Your vendors handle your customer data. Their security failures become your compliance violations. A SOC 2 vendor assessment template transforms this risk into manageable, auditable controls.

Most TPRM managers waste 15-20 hours per vendor collecting the same security evidence repeatedly. Generic security questionnaires miss critical SOC 2 requirements. Vendors submit irrelevant documentation. Risk scores remain subjective. Your auditor questions control inheritance claims.

A purpose-built SOC 2 vendor assessment template solves these problems through structured evidence collection aligned to trust services criteria. You ask the right questions once. Vendors provide specific control evidence. Risk scores follow consistent methodology. Your auditor sees clear control mapping.

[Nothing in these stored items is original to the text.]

//! Addresses into the remote hierarchical store.

use std::fmt;
use std::str::FromStr;

use serde::{Deserialize, Serialize};

use crate::error::TypeError;
use crate::key::{validate_key, Key};

/// A slash-separated address into the store tree.
///
/// The empty path is the root of the tree. Every segment obeys the same
/// rules as a [`Key`].
#[derive(Clone, Default, PartialEq, Eq, Hash, PartialOrd, Ord, Serialize, Deserialize)]
#[serde(try_from = "String", into = "String")]
pub struct StorePath {
    segments: Vec<String>,
}

impl StorePath {
    /// The root of the store tree.
    pub fn root() -> Self {
        Self::default()
    }

    /// Parse a path of the form `a/b/c`.
    ///
    /// A single leading or trailing `/` is tolerated; empty components in
    /// the middle are not.
    pub fn parse(path: &str) -> Result<Self, TypeError> {
        let trimmed = path.strip_prefix('/').unwrap_or(path);
        let trimmed = trimmed.strip_suffix('/').unwrap_or(trimmed);
        if trimmed.is_empty() {
            return Ok(Self::root());
        }

        let mut segments = Vec::new();
        for segment in trimmed.split('/') {
            validate_key(segment).map_err(|e| TypeError::InvalidPath {
                path: path.to_string(),
                reason: e.to_string(),
            })?;
            segments.push(segment.to_string());
        }
        Ok(Self { segments })
    }

    pub fn is_root(&self) -> bool {
        self.segments.is_empty()
    }

    pub fn segments(&self) -> &[String] {
        &self.segments
    }

    pub fn len(&self) -> usize {
        self.segments.len()
    }

    pub fn is_empty(&self) -> bool {
        self.segments.is_empty()
    }

    /// The path of the record stored under `key` below this path.
    pub fn child(&self, key: &Key) -> Self {
        let mut segments = self.segments.clone();
        segments.push(key.as_str().to_string());
        Self { segments }
    }

    /// Concatenate two paths.
    pub fn join(&self, other: &StorePath) -> Self {
        let mut segments = self.segments.clone();
        segments.extend(other.segments.iter().cloned());
        Self { segments }
    }

    /// The enclosing path, or `None` at the root.
    pub fn parent(&self) -> Option<Self> {
        if self.segments.is_empty() {
            return None;
        }
        let mut segments = self.segments.clone();
        segments.pop();
        Some(Self { segments })
    }

    /// The last segment, or `None` at the root.
    pub fn last(&self) -> Option<&str> {
        self.segments.last().map(String::as_str)
    }

    /// Returns `true` if `self` is a strict ancestor of `other`.
    pub fn is_ancestor_of(&self, other: &StorePath) -> bool {
        self.segments.len() < other.segments.len()
            && other.segments[..self.segments.len()] == self.segments[..]
    }

    /// Returns `true` if one path is an ancestor of the other, or they are
    /// equal. A change at either path can alter the value seen at the other.
    pub fn overlaps(&self, other: &StorePath) -> bool {
        self == other || self.is_ancestor_of(other) || other.is_ancestor_of(self)
    }
}

impl fmt::Display for StorePath {
    fn fmt(&self, f: &mut fmt::Formatter<'_>) -> fmt::Result {
        if self.segments.is_empty() {
            return f.write_str("/");
        }
        f.write_str(&self.segments.join("/"))
    }
}

impl fmt::Debug for StorePath {
    fn fmt(&self, f: &mut fmt::Formatter<'_>) -> fmt::Result {
        write!(f, "StorePath({self})")
    }
}

impl FromStr for StorePath {
    type Err = TypeError;

    fn from_str(s: &str) -> Result<Self, Self::Err> {
        Self::parse(s)
    }
}

impl TryFrom<String> for StorePath {
    type Error = TypeError;

    fn try_from(value: String) -> Result<Self, Self::Error> {
        Self::parse(&value)
    }
}

impl From<StorePath> for String {
    fn from(path: StorePath) -> Self {
        path.to_string()
    }
}

/// The namespace under which every instance of one domain type is stored.
///
/// A root path is never the store root itself.
#[derive(Clone, PartialEq, Eq, Hash, PartialOrd, Ord, Serialize, Deserialize)]
#[serde(try_from = "String", into = "String")]
pub struct RootPath(StorePath);

impl RootPath {
    pub fn new(path: &str) -> Result<Self, TypeError> {
        let parsed = StorePath::parse(path)?;
        if parsed.is_root() {
            return Err(TypeError::InvalidPath {
                path: path.to_string(),
                reason: "root path must name at least one segment".into(),
            });
        }
        Ok(Self(parsed))
    }

    pub fn as_path(&self) -> &StorePath {
        &self.0
    }

    /// The store path of the record under `key`.
    pub fn child(&self, key: &Key) -> StorePath {
        self.0.child(key)
    }

    /// Returns `true` if a record of one root could live inside the other.
    pub fn conflicts_with(&self, other: &RootPath) -> bool {
        self.0.overlaps(&other.0)
    }
}

impl fmt::Display for RootPath {
    fn fmt(&self, f: &mut fmt::Formatter<'_>) -> fmt::Result {
        self.0.fmt(f)
    }
}

impl fmt::Debug for RootPath {
    fn fmt(&self, f: &mut fmt::Formatter<'_>) -> fmt::Result {
        write!(f, "RootPath({})", self.0)
    }
}

impl TryFrom<String> for RootPath {
    type Error = TypeError;

    fn try_from(value: String) -> Result<Self, Self::Error> {
        Self::new(&value)
    }
}

impl From<RootPath> for String {
    fn from(path: RootPath) -> Self {
        path.to_string()
    }
}

#[cfg(test)]
mod tests {
    use super::*;
    use proptest::prelude::*;

    #[test]
    fn parse_and_display() {
        let path = StorePath::parse("games/v1/users").unwrap();
        assert_eq!(path.len(), 3);
        assert_eq!(path.to_string(), "games/v1/users");
        assert_eq!(path.last(), Some("users"));
    }

    #[test]
    fn parse_tolerates_outer_slashes() {
        assert_eq!(
            StorePath::parse("/users/").unwrap(),
            StorePath::parse("users").unwrap()
        );
        assert!(StorePath::parse("").unwrap().is_root());
        assert!(StorePath::parse("/").unwrap().is_root());
    }

    #[test]
    fn parse_rejects_bad_segments() {
        assert!(StorePath::parse("a//b").is_err());
        assert!(StorePath::parse("a/b.c").is_err());
        assert!(StorePath::parse("a/$b").is_err());
    }

    #[test]
    fn child_and_parent() {
        let root = StorePath::parse("users").unwrap();
        let key = Key::new("alice").unwrap();
        let child = root.child(&key);
        assert_eq!(child.to_string(), "users/alice");
        assert_eq!(child.parent(), Some(root));
        assert_eq!(StorePath::root().parent(), None);
    }

    #[test]
    fn ancestry() {
        let users = StorePath::parse("users").unwrap();
        let alice = StorePath::parse("users/alice").unwrap();
        let lobbies = StorePath::parse("lobbies").unwrap();

        assert!(users.is_ancestor_of(&alice));
        assert!(!alice.is_ancestor_of(&users));
        assert!(!users.is_ancestor_of(&users));
        assert!(StorePath::root().is_ancestor_of(&users));

        assert!(users.overlaps(&alice));
        assert!(alice.overlaps(&users));
        assert!(users.overlaps(&users));
        assert!(!users.overlaps(&lobbies));
    }

    #[test]
    fn sibling_prefix_is_not_ancestor() {
        let user = StorePath::parse("user").unwrap();
        let users = StorePath::parse("users/alice").unwrap();
        assert!(!user.is_ancestor_of(&users));
    }

    #[test]
    fn root_path_rejects_store_root() {
        assert!(RootPath::new("").is_err());
        assert!(RootPath::new("/").is_err());
        assert!(RootPath::new("users").is_ok());
    }

    #[test]
    fn root_path_conflicts() {
        let games = RootPath::new("games").unwrap();
        let lobbies = RootPath::new("games/lobbies").unwrap();
        let users = RootPath::new("users").unwrap();
        assert!(games.conflicts_with(&lobbies));
        assert!(lobbies.conflicts_with(&games));
        assert!(!games.conflicts_with(&users));
    }

    #[test]
    fn join_paths() {
        let ns = StorePath::parse("games/v1").unwrap();
        let root = RootPath::new("users").unwrap();
        assert_eq!(ns.join(root.as_path()).to_string(), "games/v1/users");
        assert_eq!(StorePath::root().join(root.as_path()).to_string(), "users");
    }

    proptest! {
        #[test]
        fn display_reparses(segments in proptest::collection::vec("[a-zA-Z0-9_-]{1,12}", 0..6)) {
            let path = StorePath::parse(&segments.join("/")).unwrap();
            prop_assert_eq!(path.len(), segments.len());
            prop_assert_eq!(StorePath::parse(&path.to_string()).unwrap(), path);
        }
    }
}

This guide breaks down the essential sections, scoring methods, and implementation strategies that make SOC 2 vendor assessments efficient and audit-ready.

Core Template Sections

1. Vendor Profile and Criticality Assessment

Start with business context before diving into controls. This section captures:

  • Service description: What data they process, which systems they access
  • Data classification: PII, PHI, financial records, intellectual property
  • User counts: How many of your employees/customers interact with their service
  • Recovery requirements: Maximum tolerable downtime and data loss
  • Regulatory exposure: GDPR, CCPA, HIPAA obligations they inherit

Score criticality on a 1-5 scale based on data sensitivity and business impact. Critical vendors (4-5) require annual assessments with full evidence review. Medium-risk vendors (2-3) need biennial reviews. Low-risk vendors (1) can use abbreviated questionnaires.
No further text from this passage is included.